(Saved data entries)
▬▬▬▬▬▬

use anyhow::{Context, Result};
use clap::Parser;
use mdscribe_config::Config;
use mdscribe_engine::{Block, BlockKind, Document, ListItem, ParseOptions, load_and_parse};
use std::path::PathBuf;

/// Parse a markdown file into a structured document tree.
#[derive(Parser, Debug)]
#[command(name = "mdscribe", version, about)]
struct Cli {
    /// Markdown file to parse.
    file: PathBuf,

    /// Print the full document tree as JSON instead of an outline.
    #[arg(long)]
    json: bool,

    /// Alternate config file (defaults to ~/.config/mdscribe/config.toml).
    #[arg(long)]
    config: Option<PathBuf>,

    #[arg(long)]
    no_frontmatter: bool,
    #[arg(long)]
    no_tables: bool,
    #[arg(long)]
    no_footnotes: bool,
    #[arg(long)]
    no_math: bool,
}

impl Cli {
    /// Applies the `--no-*` flags on top of the configured options.
    fn options(&self, base: ParseOptions) -> ParseOptions {
        ParseOptions {
            enable_frontmatter: base.enable_frontmatter && !self.no_frontmatter,
            enable_tables: base.enable_tables && !self.no_tables,
            enable_footnotes: base.enable_footnotes && !self.no_footnotes,
            enable_math: base.enable_math && !self.no_math,
        }
    }
}

fn load_config(path: Option<&PathBuf>) -> Result<Config> {
    let loaded = match path {
        Some(path) => {
            let path = Config::expand_path(path);
            Config::load_from_path(&path)
                .with_context(|| format!("loading config from {}", path.display()))?
        }
        None => Config::load().context("loading default config")?,
    };
    Ok(loaded.unwrap_or_default())
}

fn main() -> Result<()> {
    let cli = Cli::parse();
    let config = load_config(cli.config.as_ref())?;

    env_logger::Builder::from_env(env_logger::Env::default().default_filter_or(&config.log_level))
        .init();

    let options = cli.options(config.parser);
    log::debug!("parsing {} with {options:?}", cli.file.display());
    let document = load_and_parse(&cli.file, &options)
        .with_context(|| format!("parsing {}", cli.file.display()))?;

    if cli.json {
        let json = serde_json::to_string_pretty(&document).context("serializing document")?;
        println!("{json}");
    } else {
        for line in render_outline(&document) {
            println!("{line}");
        }
    }
    Ok(())
}

fn render_outline(document: &Document) -> Vec<String> {
    let mut lines = Vec::new();
    for block in &document.blocks {
        render_block(block, 0, &mut lines);
    }
    lines
}

fn render_block(block: &Block, depth: usize, lines: &mut Vec<String>) {
    let pad = "  ".repeat(depth);
    match &block.kind {
        BlockKind::Heading(h) => lines.push(format!("{pad}h{} {}", h.level, h.text)),
        BlockKind::Code(code) => lines.push(format!(
            "{pad}code [{}] {} lines",
            code.language.as_deref().unwrap_or("-"),
            block.content.lines().count()
        )),
        BlockKind::List(list) => {
            lines.push(format!("{pad}list ({})", list.list_type.as_str()));
            render_items(&list.items, depth + 1, lines);
        }
        BlockKind::Quote(quote) => {
            let by = quote
                .author
                .as_deref()
                .map(|a| format!(" by {a}"))
                .unwrap_or_default();
            lines.push(format!("{pad}quote{by}"));
            for inner in &quote.blocks {
                render_block(inner, depth + 1, lines);
            }
        }
        BlockKind::Table(table) => lines.push(format!(
            "{pad}table {}x{}",
            table.header.len(),
            table.rows.len()
        )),
        BlockKind::Image(image) => lines.push(format!("{pad}image {} ({})", image.src, image.alt)),
        BlockKind::Toc(toc) => {
            lines.push(format!("{pad}toc"));
            for entry in &toc.entries {
                let indent = "  ".repeat(depth + entry.level as usize);
                lines.push(format!("{indent}{} #{}", entry.text, entry.slug));
            }
        }
        BlockKind::Footnotes(notes) => {
            lines.push(format!("{pad}footnotes"));
            for def in &notes.definitions {
                lines.push(format!("{pad}  [{}] {}", def.number, def.content));
            }
        }
        BlockKind::Math(math) => lines.push(format!("{pad}math {}", math.latex)),
        BlockKind::Frontmatter
        | BlockKind::Paragraph
        | BlockKind::Html
        | BlockKind::HorizontalRule => {
            let first = block.content.lines().next().unwrap_or("");
            lines.push(format!("{pad}{} {first}", block.type_name()).trim_end().to_string());
        }
    }
}

fn render_items(items: &[ListItem], depth: usize, lines: &mut Vec<String>) {
    let pad = "  ".repeat(depth);
    for item in items {
        let mark = match item.checked {
            Some(true) => "[x] ",
            Some(false) => "[ ] ",
            None => "",
        };
        lines.push(format!("{pad}- {mark}{}", item.content));
        render_items(&item.children, depth + 1, lines);
    }
}
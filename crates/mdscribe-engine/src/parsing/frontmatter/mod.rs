//! # Frontmatter
//!
//! A leading `---`-delimited metadata section. The body between the
//! delimiters is parsed best-effort by the YAML subset in [`yaml`]: lines it
//! cannot read are dropped and every readable key is kept.

pub mod yaml;

use crate::models::{Block, BlockKind, Metadata};

/// The delimiter line opening and closing a frontmatter section.
pub const DELIMITER: &str = "---";

/// A successfully extracted frontmatter section.
#[derive(Debug, Clone, PartialEq)]
pub struct Frontmatter<'a> {
    pub metadata: Metadata,
    /// The consumed source, both delimiter lines included.
    pub raw: &'a str,
    /// Everything after the closing delimiter line.
    pub body: &'a str,
}

impl Frontmatter<'_> {
    /// The frontmatter as a document block; `content` is pretty-printed JSON.
    pub fn to_block(&self) -> Block {
        let content = serde_json::to_string_pretty(&self.metadata).unwrap_or_default();
        let mut block = Block::new(BlockKind::Frontmatter, content, self.raw);
        block.metadata = self.metadata.clone();
        block
    }
}

/// Extracts a frontmatter section from the start of `text`.
///
/// Returns `None` when the first non-empty line is not `---` or when no
/// closing `---` follows.
pub fn extract(text: &str) -> Option<Frontmatter<'_>> {
    let mut offset = 0;
    let mut lines = text.split_inclusive('\n').map(|line| {
        let start = offset;
        offset += line.len();
        (start, line)
    });

    let (open_start, _) = lines.find(|(_, l)| !l.trim().is_empty())?;
    if text[open_start..].lines().next().map(str::trim) != Some(DELIMITER) {
        return None;
    }
    let yaml_start = open_start + text[open_start..].find('\n')? + 1;

    let (close_start, close_line) = lines.find(|(_, l)| l.trim() == DELIMITER)?;
    let close_end = close_start + close_line.len();

    let metadata = yaml::parse(&text[yaml_start..close_start]);

    let raw = text[open_start..close_end].trim_end_matches(['\r', '\n']);
    Some(Frontmatter {
        metadata,
        raw,
        body: &text[close_end..],
    })
}
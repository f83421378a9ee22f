use std::sync::OnceLock;

use regex::{Captures, Regex};

use crate::models::{Block, BlockKind, ImageBlock, ImagePosition};
use crate::parsing::blocks::dispatch::{BlockContext, Matched};
use crate::parsing::lines::LineCursor;

static LINKED_RE: OnceLock<Regex> = OnceLock::new();
static PLAIN_RE: OnceLock<Regex> = OnceLock::new();
static REFERENCE_RE: OnceLock<Regex> = OnceLock::new();
static POSITION_RE: OnceLock<Regex> = OnceLock::new();

fn linked_re() -> &'static Regex {
    LINKED_RE.get_or_init(|| {
        Regex::new(r#"^\[!\[([^\]]*)\]\(([^)\s]+)(?:\s+"([^"]+)")?\)\]\(([^)]+)\)$"#)
            .expect("Invalid linked image regex")
    })
}

fn plain_re() -> &'static Regex {
    PLAIN_RE.get_or_init(|| {
        Regex::new(r#"^!\[([^\]]*)\]\(([^)\s]+)(?:\s+"([^"]+)")?\)$"#)
            .expect("Invalid image regex")
    })
}

fn reference_re() -> &'static Regex {
    REFERENCE_RE.get_or_init(|| {
        Regex::new(r"^!\[([^\]]*)\]\[([^\]]+)\]$").expect("Invalid reference image regex")
    })
}

fn position_re() -> &'static Regex {
    POSITION_RE.get_or_init(|| {
        Regex::new(r"(?i)\$position:\s*(left|center|right)").expect("Invalid position regex")
    })
}

/// Pulls a `$position:` directive out of alt text.
pub fn split_position(alt: &str) -> (String, ImagePosition) {
    let Some(caps) = position_re().captures(alt) else {
        return (alt.to_string(), ImagePosition::default());
    };
    let position = match caps[1].to_ascii_lowercase().as_str() {
        "left" => ImagePosition::Left,
        "right" => ImagePosition::Right,
        _ => ImagePosition::Center,
    };
    (position_re().replace(alt, "").trim().to_string(), position)
}

fn image(alt: &str, src: &str, title: Option<&str>) -> ImageBlock {
    let (alt, position) = split_position(alt);
    ImageBlock {
        alt,
        src: src.to_string(),
        title: title.map(str::to_string),
        link_url: None,
        position,
        reference: None,
    }
}

fn opt<'t>(caps: &Captures<'t>, i: usize) -> Option<&'t str> {
    caps.get(i).map(|m| m.as_str())
}

/// Recognises a whole-line image.
///
/// Forms are tried in order: link-wrapped, plain, reference. A reference
/// image whose label has no definition is not an image.
pub fn parse_line(ctx: &BlockContext<'_>, line: &str) -> Option<ImageBlock> {
    let line = line.trim();

    if let Some(caps) = linked_re().captures(line) {
        let mut block = image(&caps[1], &caps[2], opt(&caps, 3));
        block.link_url = Some(caps[4].to_string());
        return Some(block);
    }

    if let Some(caps) = plain_re().captures(line) {
        return Some(image(&caps[1], &caps[2], opt(&caps, 3)));
    }

    let caps = reference_re().captures(line)?;
    let label = &caps[2];
    let def = ctx.links.get(&label.to_lowercase())?;
    let mut block = image(&caps[1], &def.url, def.title.as_deref());
    block.reference = Some(label.to_string());
    Some(block)
}

pub fn parse<'a>(ctx: &BlockContext<'_>, cur: LineCursor<'a>) -> Option<Matched<'a>> {
    let line = cur.line()?;
    let image = parse_line(ctx, line)?;
    let reference = image.reference.clone();
    let mut block = Block::new(BlockKind::Image(image), line.trim(), line);
    if let Some(reference) = reference {
        block = block.with_meta("reference", reference);
    }
    Some(Matched {
        block,
        next: cur.advance(1),
    })
}
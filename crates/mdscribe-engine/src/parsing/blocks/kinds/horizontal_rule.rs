use crate::models::{Block, BlockKind};
use crate::parsing::blocks::dispatch::{BlockContext, Matched};
use crate::parsing::lines::LineCursor;

pub struct HorizontalRule;

impl HorizontalRule {
    pub const CHARS: [char; 3] = ['-', '*', '_'];
    pub const MIN_LEN: usize = 3;
}

/// Three or more of one rule character and nothing else, once trimmed.
pub fn is_rule(line: &str) -> bool {
    let t = line.trim();
    let Some(first) = t.chars().next() else {
        return false;
    };
    HorizontalRule::CHARS.contains(&first)
        && t.chars().count() >= HorizontalRule::MIN_LEN
        && t.chars().all(|c| c == first)
}

pub fn parse<'a>(_ctx: &BlockContext<'_>, cur: LineCursor<'a>) -> Option<Matched<'a>> {
    let line = cur.line()?;
    is_rule(line).then(|| Matched {
        block: Block::new(BlockKind::HorizontalRule, "", line),
        next: cur.advance(1),
    })
}
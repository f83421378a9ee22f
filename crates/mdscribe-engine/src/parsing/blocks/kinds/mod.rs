pub mod block_quote;
pub mod code_fence;
pub mod heading;
pub mod horizontal_rule;
pub mod html;
pub mod image;
pub mod list;
pub mod math;
pub mod paragraph;
pub mod table;
pub mod toc;

pub use block_quote::BlockQuote;
pub use code_fence::{CodeFence, FenceKind, FenceSig};
pub use heading::AtxHeading;
pub use horizontal_rule::HorizontalRule;
pub use html::HtmlBlock;
pub use list::ListMarker;
pub use math::DisplayMath;
pub use paragraph::{Paragraph, ParagraphBuffer};
pub use table::PipeTable;
pub use toc::TocMarker;
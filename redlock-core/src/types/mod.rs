mod lock;
mod primitives;

pub use lock::*;
pub use primitives::*;
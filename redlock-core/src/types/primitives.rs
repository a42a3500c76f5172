use std::fmt;

use serde::{Deserialize, Serialize};

/// Alphabet for owner tokens: URL-safe, so tokens can travel in keys or logs unescaped.
const TOKEN_ALPHABET: [char; 64] = [
    '_', '-', '0', '1', '2', '3', '4', '5', '6', '7', '8', '9', 'a', 'b', 'c', 'd', 'e', 'f', 'g',
    'h', 'i', 'j', 'k', 'l', 'm', 'n', 'o', 'p', 'q', 'r', 's', 't', 'u', 'v', 'w', 'x', 'y', 'z',
    'A', 'B', 'C', 'D', 'E', 'F', 'G', 'H', 'I', 'J', 'K', 'L', 'M', 'N', 'O', 'P', 'Q', 'R', 'S',
    'T', 'U', 'V', 'W', 'X', 'Y', 'Z',
];

/// 32 symbols of a 64-symbol alphabet: 192 random bits.
const TOKEN_LEN: usize = 32;

/// Proof of ownership bound to one `acquire` call.
///
/// A fresh token is drawn for every acquisition and never reused. Stores
/// compare it on release and extension, so a holder can only ever remove
/// or refresh its own keys.
#[derive(Debug, Clone, PartialEq, Eq, Hash, Serialize, Deserialize)]
pub struct OwnerToken(String);

impl OwnerToken {
    /// Draws a new random token.
    pub fn generate() -> Self {
        Self(nanoid::nanoid!(TOKEN_LEN, &TOKEN_ALPHABET))
    }

    pub fn as_str(&self) -> &str {
        &self.0
    }
}

impl fmt::Display for OwnerToken {
    fn fmt(&self, f: &mut fmt::Formatter<'_>) -> fmt::Result {
        f.write_str(&self.0)
    }
}

impl From<String> for OwnerToken {
    fn from(value: String) -> Self {
        Self(value)
    }
}

/// Normalizes a caller-supplied resource list: drops duplicates while
/// keeping first-seen order, so a store never sees the same key twice in
/// one atomic operation.
pub fn normalize_resources<I, S>(resources: I) -> Vec<String>
where
    I: IntoIterator<Item = S>,
    S: Into<String>,
{
    let mut out: Vec<String> = Vec::new();
    for resource in resources {
        let resource = resource.into();
        if !out.contains(&resource) {
            out.push(resource);
        }
    }
    out
}
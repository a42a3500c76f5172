use criterion::{black_box, criterion_group, criterion_main, BenchmarkId, Criterion};
use std::sync::Arc;
use std::time::Duration;

use redlock_core::config::{ManagerOptions, RetryPolicy};
use redlock_core::infrastructure::LockStore;
use redlock_core::infrastructure_in_memory::InMemoryLockStore;
use redlock_core::manager::LockManager;

fn manager(store_count: usize) -> LockManager {
    let stores: Vec<Arc<dyn LockStore>> = (0..store_count)
        .map(|i| Arc::new(InMemoryLockStore::new(format!("s{}", i))) as Arc<dyn LockStore>)
        .collect();
    LockManager::new(stores, ManagerOptions::default()).expect("valid manager")
}

fn runtime() -> tokio::runtime::Runtime {
    tokio::runtime::Builder::new_current_thread()
        .enable_time()
        .build()
        .expect("tokio runtime")
}

fn bench_acquire_release(c: &mut Criterion) {
    let rt = runtime();
    let mut group = c.benchmark_group("acquire_release_cycle");

    for store_count in [3, 5, 7] {
        let m = manager(store_count);
        group.bench_with_input(
            BenchmarkId::new("stores", store_count),
            &store_count,
            |b, _| {
                b.iter(|| {
                    rt.block_on(async {
                        let lock = m
                            .acquire("bench", Duration::from_secs(5))
                            .await
                            .expect("uncontended acquire");
                        m.release(&lock).await;
                    })
                })
            },
        );
    }

    group.finish();
}

fn bench_contended_round(c: &mut Criterion) {
    let rt = runtime();
    let m = manager(5);
    let held = rt
        .block_on(m.acquire("hot", Duration::from_secs(3600)))
        .expect("initial holder");

    c.bench_function("contended_round_busy", |b| {
        b.iter(|| {
            rt.block_on(async {
                let result = m
                    .acquire_with(&["hot".to_string()], Duration::from_secs(5), &RetryPolicy::once())
                    .await;
                black_box(result.is_err())
            })
        })
    });

    rt.block_on(m.release(&held));
}

fn bench_many_resources(c: &mut Criterion) {
    let rt = runtime();
    let mut group = c.benchmark_group("acquire_many");
    let m = manager(3);

    for resource_count in [1, 10, 50] {
        let resources: Vec<String> = (0..resource_count).map(|i| format!("/file_{}", i)).collect();
        group.bench_with_input(
            BenchmarkId::new("resources", resource_count),
            &resources,
            |b, resources| {
                b.iter(|| {
                    rt.block_on(async {
                        let lock = m
                            .acquire_many(resources.iter().cloned(), Duration::from_secs(5))
                            .await
                            .expect("uncontended acquire");
                        m.release(&lock).await;
                    })
                })
            },
        );
    }

    group.finish();
}

criterion_group!(
    benches,
    bench_acquire_release,
    bench_contended_round,
    bench_many_resources
);
criterion_main!(benches);
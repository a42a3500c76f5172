use std::time::Duration;

use tokio::time::Instant;

use super::OwnerToken;

/// A time-bound lock held on a quorum of stores.
///
/// Only a successful quorum round creates a `Lock`, and it never changes
/// afterwards: extending a lock yields a new value carrying the same token.
#[derive(Debug, Clone, PartialEq, Eq)]
pub struct Lock {
    /// The locked resource names, in acquisition order
    resources: Vec<String>,
    /// Token written to every store that granted the lock
    token: OwnerToken,
    /// Coordinator-local instant at which the winning round finished
    acquired_at: Instant,
    /// Remaining validity at the end of the round, after drift compensation
    validity: Duration,
}

impl Lock {
    pub(crate) fn new(
        resources: Vec<String>,
        token: OwnerToken,
        acquired_at: Instant,
        validity: Duration,
    ) -> Self {
        Self {
            resources,
            token,
            acquired_at,
            validity,
        }
    }

    /// The first (or only) locked resource.
    pub fn resource(&self) -> &str {
        self.resources.first().map(String::as_str).unwrap_or_default()
    }

    pub fn resources(&self) -> &[String] {
        &self.resources
    }

    pub fn token(&self) -> &OwnerToken {
        &self.token
    }

    pub fn acquired_at(&self) -> Instant {
        self.acquired_at
    }

    /// Validity left when the lock was granted, counted from
    /// `acquired_at`. Always non-zero.
    pub fn validity(&self) -> Duration {
        self.validity
    }

    /// Local instant after which the lock must be considered lost.
    pub fn expires_at(&self) -> Instant {
        self.acquired_at + self.validity
    }

    /// Time left before `expires_at`, zero once passed.
    pub fn remaining(&self) -> Duration {
        self.expires_at().saturating_duration_since(Instant::now())
    }

    pub fn is_expired(&self) -> bool {
        Instant::now() >= self.expires_at()
    }
}
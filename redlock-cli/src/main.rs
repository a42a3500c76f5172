mod output;
mod runner;

use std::path::PathBuf;

use clap::{Parser, Subcommand};
use tracing_subscriber::EnvFilter;

#[derive(Parser)]
#[command(
    name = "redlock",
    about = "Redlock: quorum locks over independent key-value stores",
    version
)]
struct Cli {
    /// JSON configuration file (see RedlockConfig)
    #[arg(long, global = true, env = "REDLOCK_CONFIG")]
    config: Option<PathBuf>,

    /// Store backend: "redis", "memory" or "sqlite:<dir>"
    #[arg(long, global = true, default_value = "redis", env = "REDLOCK_STORAGE")]
    storage: String,

    /// Store endpoint host:port[/db]; repeat once per instance. Overrides the config file.
    #[arg(long = "endpoint", global = true)]
    endpoints: Vec<String>,

    #[command(subcommand)]
    command: Commands,
}

#[derive(Subcommand)]
enum Commands {
    /// Acquire a lock, hold it, then release it
    Lock {
        /// Resources to lock together
        #[arg(required = true)]
        resources: Vec<String>,

        /// Lock time-to-live in milliseconds (defaults to the configured TTL)
        #[arg(long)]
        ttl_ms: Option<u64>,

        /// How long to hold the lock before releasing it
        #[arg(long, default_value = "0")]
        hold_ms: u64,

        /// Extend the lock to this TTL halfway through the hold
        #[arg(long)]
        extend_ms: Option<u64>,
    },

    /// Run the two-caller contention walkthrough against the configured stores
    Demo {
        /// Resource to contend on
        #[arg(long, default_value = "demo-resource")]
        resource: String,

        /// Lock time-to-live in milliseconds
        #[arg(long, default_value = "1000")]
        ttl_ms: u64,
    },

    /// Validate and print the resolved configuration
    Config,

    /// Print version information
    Version,
}

#[tokio::main]
async fn main() {
    tracing_subscriber::fmt()
        .with_env_filter(
            EnvFilter::try_from_default_env().unwrap_or_else(|_| EnvFilter::new("info")),
        )
        .with_writer(std::io::stderr)
        .init();

    let cli = Cli::parse();

    let config = match runner::load_config(cli.config.as_deref(), &cli.endpoints) {
        Ok(config) => config,
        Err(e) => runner::fail(e),
    };

    let code = match cli.command {
        Commands::Lock {
            resources,
            ttl_ms,
            hold_ms,
            extend_ms,
        } => runner::lock(&cli.storage, &config, resources, ttl_ms, hold_ms, extend_ms).await,
        Commands::Demo { resource, ttl_ms } => {
            runner::demo(&cli.storage, &config, &resource, ttl_ms).await
        }
        Commands::Config => runner::show_config(&cli.storage, &config),
        Commands::Version => {
            println!("redlock {}", env!("CARGO_PKG_VERSION"));
            println!("Quorum locks over independent key-value stores");
            0
        }
    };

    std::process::exit(code);
}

▬▬▬▬▬▬

From the records above, extract exactly and only the lines that begin at the line with "key is kept." and stop after the line with "let mut offset = 0;".

//! cannot read are dropped and every readable key is kept.

pub mod yaml;

use crate::models::{Block, BlockKind, Metadata};

/// The delimiter line opening and closing a frontmatter section.
pub const DELIMITER: &str = "---";

/// A successfully extracted frontmatter section.
#[derive(Debug, Clone, PartialEq)]
pub struct Frontmatter<'a> {
    pub metadata: Metadata,
    /// The consumed source, both delimiter lines included.
    pub raw: &'a str,
    /// Everything after the closing delimiter line.
    pub body: &'a str,
}

impl Frontmatter<'_> {
    /// The frontmatter as a document block; `content` is pretty-printed JSON.
    pub fn to_block(&self) -> Block {
        let content = serde_json::to_string_pretty(&self.metadata).unwrap_or_default();
        let mut block = Block::new(BlockKind::Frontmatter, content, self.raw);
        block.metadata = self.metadata.clone();
        block
    }
}

/// Extracts a frontmatter section from the start of `text`.
///
/// Returns `None` when the first non-empty line is not `---` or when no
/// closing `---` follows.
pub fn extract(text: &str) -> Option<Frontmatter<'_>> {
    let mut offset = 0;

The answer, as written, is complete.